Nvidia stock is trading 10x below its three-year median price-to-earnings ratio of 32x, Goldman Sachs analyst James Schneider pointed out in a new note on Friday. He added that the stock is also trading at a steeper discount to peers versus historical levels (see chart below).
What’s up with Nvidia’s stock: Nvidia’s once-Teflon stock has recently entered a period of relative stagnation, lagging behind the broader tech indexes as investors grapple with artificial intelligence exhaustion and shifting market dynamics. Major customers have significantly ramped up the deployment of their own custom AI silicon, including Amazon (AMZN) (Trainium/Inferentia), Google (GOOG) (TPU), and Microsoft (MSFT) (Maia). This insourcing trend is beginning to signal a long-term peak in demand for Nvidia’s high-margin H200 and Blackwell chips.

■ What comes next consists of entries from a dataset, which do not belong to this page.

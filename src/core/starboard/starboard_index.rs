// In-memory starboard index.
//
// Mirrors the persisted starboard so reaction updates don't need a database
// round trip to know the current count. It is a cache: the store is the
// source of truth for whether a message is starred.
//
// Anything that reads the store into the index, or deletes from the store,
// must hold the key's lock from `lock_key`. Otherwise a reload can race a
// delete and put the deleted row back into the cache.

use super::starboard_models::{StarboardEntry, StarboardKey};
use dashmap::DashMap;
use std::sync::Arc;
use tokio::sync::{Mutex, OwnedMutexGuard};

#[derive(Debug, Clone, Copy, Default, PartialEq, Eq)]
pub struct StarboardIndexEntry {
    pub star_count: u32,
    pub star_message_id: Option<u64>,
}

impl From<&StarboardEntry> for StarboardIndexEntry {
    fn from(entry: &StarboardEntry) -> Self {
        Self {
            star_count: entry.star_count,
            star_message_id: entry.star_message_id,
        }
    }
}

type KeyLocks = DashMap<StarboardKey, Arc<Mutex<()>>>;

pub struct StarboardIndex {
    entries: DashMap<StarboardKey, StarboardIndexEntry>,
    key_locks: KeyLocks,
}

/// Exclusive access to one message's starboard state. Dropping it releases
/// the key and forgets the mutex once nobody else is waiting on it.
pub struct StarboardKeyGuard<'a> {
    key: StarboardKey,
    locks: &'a KeyLocks,
    guard: Option<OwnedMutexGuard<()>>,
}

impl Drop for StarboardKeyGuard<'_> {
    fn drop(&mut self) {
        // Our own guard holds a reference to the mutex; let go of it first.
        self.guard.take();
        self.locks
            .remove_if(&self.key, |_, lock| Arc::strong_count(lock) == 1);
    }
}

impl StarboardIndex {
    pub fn new() -> Self {
        Self {
            entries: DashMap::new(),
            key_locks: DashMap::new(),
        }
    }

    /// Wait for and take the lock of `key`. Waiters are served in FIFO order.
    ///
    /// Waiters hold a clone of the mutex, so the cleanup in the guard's drop
    /// never removes a mutex that someone is queued on.
    pub async fn lock_key(&self, key: StarboardKey) -> StarboardKeyGuard<'_> {
        let lock = self
            .key_locks
            .entry(key)
            .or_insert_with(|| Arc::new(Mutex::new(())))
            .clone();
        let guard = lock.lock_owned().await;
        StarboardKeyGuard {
            key,
            locks: &self.key_locks,
            guard: Some(guard),
        }
    }

    /// Keys with a live lock (held or waited on).
    #[allow(dead_code)]
    pub fn locked_keys(&self) -> usize {
        self.key_locks.len()
    }

    pub fn get(&self, key: &StarboardKey) -> Option<StarboardIndexEntry> {
        self.entries.get(key).map(|e| *e)
    }

    #[allow(dead_code)]
    pub fn contains(&self, key: &StarboardKey) -> bool {
        self.entries.contains_key(key)
    }

    #[allow(dead_code)]
    pub fn insert(&self, key: StarboardKey, entry: StarboardIndexEntry) {
        self.entries.insert(key, entry);
    }

    /// Insert `entry` unless the key is already cached. Returns the cached value.
    pub fn hydrate(&self, key: StarboardKey, entry: StarboardIndexEntry) -> StarboardIndexEntry {
        *self.entries.entry(key).or_insert(entry)
    }

    /// Apply a star count change, saturating at zero. Returns the new count.
    pub fn adjust(&self, key: StarboardKey, delta: i64) -> u32 {
        let mut entry = self.entries.entry(key).or_default();
        let count = (i64::from(entry.star_count) + delta).clamp(0, i64::from(u32::MAX));
        entry.star_count = count as u32;
        entry.star_count
    }

    /// Record the starboard mirror of a cached message.
    pub fn set_star_message(&self, key: &StarboardKey, star_message_id: u64) {
        if let Some(mut entry) = self.entries.get_mut(key) {
            entry.star_message_id = Some(star_message_id);
        }
    }

    pub fn remove(&self, key: &StarboardKey) -> Option<StarboardIndexEntry> {
        self.entries.remove(key).map(|(_, entry)| entry)
    }

    #[allow(dead_code)]
    pub fn len(&self) -> usize {
        self.entries.len()
    }

    #[allow(dead_code)]
    pub fn is_empty(&self) -> bool {
        self.entries.is_empty()
    }
}

impl Default for StarboardIndex {
    fn default() -> Self {
        Self::new()
    }
}

#[cfg(test)]
mod tests {
    use super::*;

    #[test]
    fn test_key_format() {
        assert_eq!(StarboardKey::new(11, 222).to_string(), "11:222");
    }

    #[test]
    fn test_adjust_saturates_at_zero() {
        let index = StarboardIndex::new();
        let key = StarboardKey::new(1, 2);

        assert_eq!(index.adjust(key, 1), 1);
        assert_eq!(index.adjust(key, 1), 2);
        assert_eq!(index.adjust(key, -5), 0);
    }

    #[test]
    fn test_hydrate_keeps_existing_entry() {
        let index = StarboardIndex::new();
        let key = StarboardKey::new(1, 2);
        index.adjust(key, 3);

        let cached = index.hydrate(
            key,
            StarboardIndexEntry {
                star_count: 1,
                star_message_id: None,
            },
        );
        assert_eq!(cached.star_count, 3);
    }

    #[test]
    fn test_remove_and_star_message() {
        let index = StarboardIndex::new();
        let key = StarboardKey::new(1, 2);
        index.adjust(key, 1);
        index.set_star_message(&key, 99);

        assert_eq!(index.get(&key).unwrap().star_message_id, Some(99));
        assert!(index.remove(&key).is_some());
        assert!(index.is_empty());
        assert!(index.remove(&key).is_none());
    }

    #[tokio::test]
    async fn test_lock_key_is_exclusive_per_key() {
        let index = Arc::new(StarboardIndex::new());
        let key = StarboardKey::new(1, 2);

        let held = index.lock_key(key).await;

        // Other keys are independent.
        let other = tokio::time::timeout(
            std::time::Duration::from_millis(50),
            index.lock_key(StarboardKey::new(1, 3)),
        )
        .await;
        assert!(other.is_ok());
        drop(other);

        let waiter = {
            let index = Arc::clone(&index);
            tokio::spawn(async move {
                let _guard = index.lock_key(key).await;
                index.adjust(key, 1)
            })
        };
        tokio::time::sleep(std::time::Duration::from_millis(20)).await;
        assert!(!waiter.is_finished());
        assert!(index.get(&key).is_none());

        drop(held);
        assert_eq!(waiter.await.unwrap(), 1);
    }

    #[tokio::test]
    async fn test_released_key_locks_are_forgotten() {
        let index = StarboardIndex::new();
        let key = StarboardKey::new(1, 2);

        let guard = index.lock_key(key).await;
        assert_eq!(index.locked_keys(), 1);
        drop(guard);
        assert_eq!(index.locked_keys(), 0);

        // A fresh lock is handed out after cleanup.
        let _again = index.lock_key(key).await;
        assert_eq!(index.locked_keys(), 1);
    }
}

Shares of Nvidia are up 13% this year, underperforming Advanced Micro Devices’ (AMD) 90% gain and Intel’s (INTC) 197% advance.
Goldman Sachs stays bullish: Schneider reiterated a Buy rating on Nvidia and a $250 price target. But he did jack up his earnings per share estimate by an average of 12%.
Schneider explained, “We expect investors to focus on: (1) the magnitude of upside to Nvidia’s $1 trillion datacenter…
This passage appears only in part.